How joins workΒΆ

Given two entities A and B bound to the dataset aliases a and b in the expressions below:

  "_id": "A",
  "value": 1,
  "values": [1, 2, 4, 5]
  "_id": "B",
  "value": 1,
  "values": [1, 3, 4, 6]

There are four different kinds of joins:

  1. One-to-one join: ["eq", "a.value", "b.value"]

  2. One-to-many: ["eq", "a.value", "b.values"]

  3. Many-to-one: ["eq", "a.values", "b.value"]

  4. Many-to-many: ["eq", "a.values", "b.values"]


The rule for joins is very simple: if any of the values overlap, then the join succeeds.

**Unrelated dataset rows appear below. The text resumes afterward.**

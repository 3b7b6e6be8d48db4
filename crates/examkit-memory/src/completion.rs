//! Static completion lookup for prerequisite checks.

use std::collections::HashSet;
use std::sync::Mutex;

use async_trait::async_trait;

use examkit_core::prerequisites::CompletionLookup;

/// A completion lookup answering from a pre-seeded set of
/// `(user_id, reference)` pairs.
#[derive(Default)]
pub struct StaticCompletionLookup {
    completed: Mutex<HashSet<(String, String)>>,
}

impl StaticCompletionLookup {
    pub fn new() -> Self {
        Self::default()
    }

    /// Record that a user has completed the referenced item.
    pub fn mark_complete(&self, user_id: &str, reference: &str) {
        self.completed
            .lock()
            .unwrap_or_else(|e| e.into_inner())
            .insert((user_id.to_string(), reference.to_string()));
    }
}

#[async_trait]
impl CompletionLookup for StaticCompletionLookup {
    async fn is_complete(&self, reference: &str, user_id: &str) -> anyhow::Result<bool> {
        Ok(self
            .completed
            .lock()
            .unwrap_or_else(|e| e.into_inner())
            .contains(&(user_id.to_string(), reference.to_string())))
    }
}
//! Attempt population statistics and the discrimination index.
//!
//! Pure functions over finished attempts. Empty input always yields a
//! zeroed statistics object, never a division by zero.

use serde::{Deserialize, Serialize};

use crate::model::QuizAttempt;

/// Number of 20-point-wide score distribution buckets.
pub const DISTRIBUTION_BUCKETS: usize = 5;

/// Share of attempts forming each reference group for the discrimination
/// index (top and bottom 27%, the conventional psychometric cut).
const DISCRIMINATION_GROUP_SHARE: f64 = 0.27;

/// Aggregate statistics for one quiz, derived from finished attempts.
/// A value object: computed on demand, written into `Quiz::stats`, never
/// persisted as an entity of its own.
#[derive(Debug, Clone, Default, PartialEq, Serialize, Deserialize)]
pub struct AttemptStatistics {
    pub total_attempts: u32,
    /// Mean score on the 0–100 scale.
    pub average_score: f64,
    /// Percentage of attempts that passed.
    pub pass_rate: f64,
    /// Mean attempt duration in seconds.
    pub average_time_secs: f64,
    /// Counts per bucket: 0–20, 21–40, 41–60, 61–80, 81–100.
    pub score_distribution: [u32; DISTRIBUTION_BUCKETS],
}

/// Bucket index for a score on the 0–100 scale.
pub fn score_bucket(score: f64) -> usize {
    if score <= 20.0 {
        0
    } else if score <= 40.0 {
        1
    } else if score <= 60.0 {
        2
    } else if score <= 80.0 {
        3
    } else {
        4
    }
}

/// Compute statistics over finished attempts for one quiz.
///
/// Attempts without a score (still in progress, or passed in by mistake)
/// count toward totals but contribute zero score.
pub fn compute_attempt_statistics(attempts: &[QuizAttempt]) -> AttemptStatistics {
    if attempts.is_empty() {
        return AttemptStatistics::default();
    }

    let n = attempts.len() as f64;
    let mut score_sum = 0.0;
    let mut passed = 0u32;
    let mut time_sum = 0.0;
    let mut distribution = [0u32; DISTRIBUTION_BUCKETS];

    for attempt in attempts {
        let score = attempt.score.unwrap_or(0.0);
        score_sum += score;
        distribution[score_bucket(score)] += 1;
        if attempt.passed.unwrap_or(false) {
            passed += 1;
        }
        if let Some(duration) = attempt.duration() {
            time_sum += duration.num_milliseconds() as f64 / 1000.0;
        }
    }

    AttemptStatistics {
        total_attempts: attempts.len() as u32,
        average_score: score_sum / n,
        pass_rate: passed as f64 / n * 100.0,
        average_time_secs: time_sum / n,
        score_distribution: distribution,
    }
}

/// Discrimination index for one question: how well it separates high and
/// low scorers.
///
/// Attempts are sorted by total score descending; the top and bottom 27%
/// (minimum group size 1) form the reference groups, and the result is
/// `(correct_in_top - correct_in_bottom) / group_size`, in [-1, 1].
///
/// With fewer than two attempts the value is statistically meaningless
/// and should be treated as advisory only.
pub fn discrimination_index(attempts: &[QuizAttempt], question_id: &str) -> f64 {
    if attempts.is_empty() {
        return 0.0;
    }

    let mut sorted: Vec<&QuizAttempt> = attempts.iter().collect();
    sorted.sort_by(|a, b| {
        let sa = a.score.unwrap_or(0.0);
        let sb = b.score.unwrap_or(0.0);
        sb.partial_cmp(&sa).unwrap_or(std::cmp::Ordering::Equal)
    });

    let group = ((sorted.len() as f64 * DISCRIMINATION_GROUP_SHARE).floor() as usize).max(1);

    let answered_correctly = |attempt: &QuizAttempt| -> bool {
        attempt
            .feedback
            .iter()
            .any(|f| f.question_id == question_id && f.correct)
    };

    let correct_top = sorted[..group]
        .iter()
        .filter(|a| answered_correctly(a))
        .count() as f64;
    let correct_bottom = sorted[sorted.len() - group..]
        .iter()
        .filter(|a| answered_correctly(a))
        .count() as f64;

    (correct_top - correct_bottom) / group as f64
}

All of the four joins given above succeed for the two entities because they all have overlapping values, i.e. the values 1 and 4.

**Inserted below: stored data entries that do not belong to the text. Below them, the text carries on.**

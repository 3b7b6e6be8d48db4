//! Symbolic/numeric comparison for math-equation questions.
//!
//! Parses arithmetic expressions (`+ - * / ^`, unary minus, parentheses,
//! numeric literals, variables) into a small AST. Equivalence checking
//! tries structural equality first and falls back to sampling both
//! expressions over a fixed set of input values.

use std::collections::{BTreeSet, HashMap};

use thiserror::Error;

/// Values substituted for every variable during the numeric fallback.
pub const SAMPLE_POINTS: [f64; 5] = [-2.0, -1.0, 0.0, 1.0, 2.0];

/// Default tolerance when a question's scoring policy does not set one.
pub const DEFAULT_TOLERANCE: f64 = 1e-4;

/// Expression parse failure.
#[derive(Debug, Error, PartialEq)]
pub enum ParseError {
    #[error("unexpected character '{0}'")]
    UnexpectedChar(char),
    #[error("unexpected end of expression")]
    UnexpectedEnd,
    #[error("unexpected token at position {0}")]
    UnexpectedToken(usize),
    #[error("invalid number literal: {0}")]
    InvalidNumber(String),
}

/// A parsed arithmetic expression.
#[derive(Debug, Clone, PartialEq)]
pub enum Expr {
    Num(f64),
    Var(String),
    Neg(Box<Expr>),
    Add(Box<Expr>, Box<Expr>),
    Sub(Box<Expr>, Box<Expr>),
    Mul(Box<Expr>, Box<Expr>),
    Div(Box<Expr>, Box<Expr>),
    Pow(Box<Expr>, Box<Expr>),
}

impl Expr {
    /// Parse an expression from text.
    pub fn parse(input: &str) -> Result<Expr, ParseError> {
        let tokens = tokenize(input)?;
        let mut parser = Parser { tokens, pos: 0 };
        let expr = parser.expr()?;
        if parser.pos != parser.tokens.len() {
            return Err(ParseError::UnexpectedToken(parser.pos));
        }
        Ok(expr)
    }

    /// Evaluate under a variable binding. Unbound variables evaluate to
    /// NaN, which poisons the sample rather than panicking.
    pub fn eval(&self, vars: &HashMap<String, f64>) -> f64 {
        match self {
            Expr::Num(n) => *n,
            Expr::Var(name) => vars.get(name).copied().unwrap_or(f64::NAN),
            Expr::Neg(inner) => -inner.eval(vars),
            Expr::Add(a, b) => a.eval(vars) + b.eval(vars),
            Expr::Sub(a, b) => a.eval(vars) - b.eval(vars),
            Expr::Mul(a, b) => a.eval(vars) * b.eval(vars),
            Expr::Div(a, b) => a.eval(vars) / b.eval(vars),
            Expr::Pow(a, b) => a.eval(vars).powf(b.eval(vars)),
        }
    }

    /// All variable names appearing in the expression.
    pub fn variables(&self) -> BTreeSet<String> {
        let mut out = BTreeSet::new();
        self.collect_variables(&mut out);
        out
    }

    fn collect_variables(&self, out: &mut BTreeSet<String>) {
        match self {
            Expr::Num(_) => {}
            Expr::Var(name) => {
                out.insert(name.clone());
            }
            Expr::Neg(inner) => inner.collect_variables(out),
            Expr::Add(a, b)
            | Expr::Sub(a, b)
            | Expr::Mul(a, b)
            | Expr::Div(a, b)
            | Expr::Pow(a, b) => {
                a.collect_variables(out);
                b.collect_variables(out);
            }
        }
    }
}

#[derive(Debug, Clone, PartialEq)]
enum Token {
    Num(f64),
    Ident(String),
    Plus,
    Minus,
    Star,
    Slash,
    Caret,
    LParen,
    RParen,
}

fn tokenize(input: &str) -> Result<Vec<Token>, ParseError> {
    let mut tokens = Vec::new();
    let chars: Vec<char> = input.chars().collect();
    let mut i = 0usize;

    while i < chars.len() {
        let c = chars[i];
        match c {
            ' ' | '\t' | '\n' | '\r' => i += 1,
            '+' => {
                tokens.push(Token::Plus);
                i += 1;
            }
            '-' => {
                tokens.push(Token::Minus);
                i += 1;
            }
            '*' => {
                tokens.push(Token::Star);
                i += 1;
            }
            '/' => {
                tokens.push(Token::Slash);
                i += 1;
            }
            '^' => {
                tokens.push(Token::Caret);
                i += 1;
            }
            '(' => {
                tokens.push(Token::LParen);
                i += 1;
            }
            ')' => {
                tokens.push(Token::RParen);
                i += 1;
            }
            c if c.is_ascii_digit() || c == '.' => {
                let start = i;
                while i < chars.len() && (chars[i].is_ascii_digit() || chars[i] == '.') {
                    i += 1;
                }
                let text: String = chars[start..i].iter().collect();
                let value = text
                    .parse::<f64>()
                    .map_err(|_| ParseError::InvalidNumber(text))?;
                tokens.push(Token::Num(value));
            }
            c if c.is_ascii_alphabetic() => {
                let start = i;
                while i < chars.len() && (chars[i].is_ascii_alphanumeric() || chars[i] == '_') {
                    i += 1;
                }
                tokens.push(Token::Ident(chars[start..i].iter().collect()));
            }
            other => return Err(ParseError::UnexpectedChar(other)),
        }
    }

    Ok(tokens)
}

struct Parser {
    tokens: Vec<Token>,
    pos: usize,
}

impl Parser {
    fn peek(&self) -> Option<&Token> {
        self.tokens.get(self.pos)
    }

    fn next(&mut self) -> Result<Token, ParseError> {
        let token = self
            .tokens
            .get(self.pos)
            .cloned()
            .ok_or(ParseError::UnexpectedEnd)?;
        self.pos += 1;
        Ok(token)
    }

    fn expr(&mut self) -> Result<Expr, ParseError> {
        let mut lhs = self.term()?;
        loop {
            match self.peek() {
                Some(Token::Plus) => {
                    self.pos += 1;
                    let rhs = self.term()?;
                    lhs = Expr::Add(Box::new(lhs), Box::new(rhs));
                }
                Some(Token::Minus) => {
                    self.pos += 1;
                    let rhs = self.term()?;
                    lhs = Expr::Sub(Box::new(lhs), Box::new(rhs));
                }
                _ => return Ok(lhs),
            }
        }
    }

    fn term(&mut self) -> Result<Expr, ParseError> {
        let mut lhs = self.unary()?;
        loop {
            match self.peek() {
                Some(Token::Star) => {
                    self.pos += 1;
                    let rhs = self.unary()?;
                    lhs = Expr::Mul(Box::new(lhs), Box::new(rhs));
                }
                Some(Token::Slash) => {
                    self.pos += 1;
                    let rhs = self.unary()?;
                    lhs = Expr::Div(Box::new(lhs), Box::new(rhs));
                }
                // Juxtaposition is implicit multiplication: 2x, (x-1)(x+1)
                Some(Token::Num(_)) | Some(Token::Ident(_)) | Some(Token::LParen) => {
                    let rhs = self.unary()?;
                    lhs = Expr::Mul(Box::new(lhs), Box::new(rhs));
                }
                _ => return Ok(lhs),
            }
        }
    }

    fn unary(&mut self) -> Result<Expr, ParseError> {
        if matches!(self.peek(), Some(Token::Minus)) {
            self.pos += 1;
            return Ok(Expr::Neg(Box::new(self.unary()?)));
        }
        self.power()
    }

    fn power(&mut self) -> Result<Expr, ParseError> {
        let base = self.atom()?;
        if matches!(self.peek(), Some(Token::Caret)) {
            self.pos += 1;
            // Right-associative: x^2^3 == x^(2^3)
            let exponent = self.unary()?;
            return Ok(Expr::Pow(Box::new(base), Box::new(exponent)));
        }
        Ok(base)
    }

    fn atom(&mut self) -> Result<Expr, ParseError> {
        match self.next()? {
            Token::Num(n) => Ok(Expr::Num(n)),
            Token::Ident(name) => Ok(Expr::Var(name)),
            Token::LParen => {
                let inner = self.expr()?;
                match self.next()? {
                    Token::RParen => Ok(inner),
                    _ => Err(ParseError::UnexpectedToken(self.pos - 1)),
                }
            }
            _ => Err(ParseError::UnexpectedToken(self.pos - 1)),
        }
    }
}

/// Count how many of [`SAMPLE_POINTS`] agree between the two expressions
/// within `tolerance`. Every variable in either expression is bound to the
/// same sample value. A sample where only one side is non-finite is a
/// mismatch; both sides non-finite counts as agreement.
pub fn matching_samples(reference: &Expr, submitted: &Expr, tolerance: f64) -> usize {
    let mut names = reference.variables();
    names.extend(submitted.variables());

    SAMPLE_POINTS
        .iter()
        .filter(|&&value| {
            let bindings: HashMap<String, f64> =
                names.iter().map(|n| (n.clone(), value)).collect();
            let a = reference.eval(&bindings);
            let b = submitted.eval(&bindings);
            match (a.is_finite(), b.is_finite()) {
                (true, true) => (a - b).abs() <= tolerance,
                (false, false) => true,
                _ => false,
            }
        })
        .count()
}

/// Structural equality first, numeric sampling as the fallback.
pub fn equivalent(reference: &Expr, submitted: &Expr, tolerance: f64) -> bool {
    reference == submitted
        || matching_samples(reference, submitted, tolerance) == SAMPLE_POINTS.len()
}

#[cfg(test)]
mod tests {
    use super::*;

    fn parse(s: &str) -> Expr {
        Expr::parse(s).unwrap()
    }

    #[test]
    fn parses_precedence() {
        let e = parse("1 + 2 * 3");
        let vars = HashMap::new();
        assert!((e.eval(&vars) - 7.0).abs() < 1e-12);

        let e = parse("(1 + 2) * 3");
        assert!((e.eval(&vars) - 9.0).abs() < 1e-12);

        let e = parse("2 ^ 3 ^ 2");
        assert!((e.eval(&vars) - 512.0).abs() < 1e-12);
    }

    #[test]
    fn parses_unary_minus_and_implicit_mul() {
        let vars: HashMap<String, f64> = [("x".to_string(), 3.0)].into();
        assert!((parse("-x^2").eval(&vars) + 9.0).abs() < 1e-12);
        assert!((parse("2x").eval(&vars) - 6.0).abs() < 1e-12);
        assert!((parse("(x-1)(x+1)").eval(&vars) - 8.0).abs() < 1e-12);
    }

    #[test]
    fn rejects_malformed_input() {
        assert!(Expr::parse("x +").is_err());
        assert!(Expr::parse("(x + 1").is_err());
        assert!(Expr::parse("x $ 2").is_err());
        assert!(Expr::parse("1.2.3").is_err());
    }

    #[test]
    fn identical_text_is_structurally_equal() {
        assert_eq!(parse("x^2 - 1"), parse("x^2-1"));
    }

    #[test]
    fn factored_form_matches_by_sampling() {
        // Structurally different, numerically identical at every sample.
        let reference = parse("x^2 - 1");
        let submitted = parse("(x-1)*(x+1)");
        assert_ne!(reference, submitted);
        assert_eq!(
            matching_samples(&reference, &submitted, DEFAULT_TOLERANCE),
            SAMPLE_POINTS.len()
        );
        assert!(equivalent(&reference, &submitted, DEFAULT_TOLERANCE));
    }

    #[test]
    fn wrong_expression_matches_some_samples_only() {
        // x^2 and 2x agree at x=0 and x=2 only.
        let reference = parse("x^2");
        let submitted = parse("2*x");
        assert_eq!(matching_samples(&reference, &submitted, DEFAULT_TOLERANCE), 2);
        assert!(!equivalent(&reference, &submitted, DEFAULT_TOLERANCE));
    }

    #[test]
    fn division_by_zero_agrees_only_with_itself() {
        let reference = parse("1/x");
        // Both blow up at x=0 and agree elsewhere.
        assert_eq!(
            matching_samples(&reference, &parse("1/x"), DEFAULT_TOLERANCE),
            SAMPLE_POINTS.len()
        );
        // A finite expression never matches the pole at x=0.
        let finite = parse("x");
        assert!(matching_samples(&reference, &finite, DEFAULT_TOLERANCE) < SAMPLE_POINTS.len());
    }
}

Join expressions that contain functional expressions work the same way, e.g. ["eq", ["+", "a.value", 2], "b.values"] succeeds as 3 is a value shared by both.

If you need to do joins with composite keys then the tuples DTL function is useful. Using composite keys is almost always a better choice than having multiple individual joins as the former will have better precision.

Good to know

null values and deleted entities are not indexed, so they are not traversed by joins.


It is only eq functions that reference a single dataset alias in both left and right arguments that are considered join functions.

There must be exactly one unique dataset alias reference in each eq argument.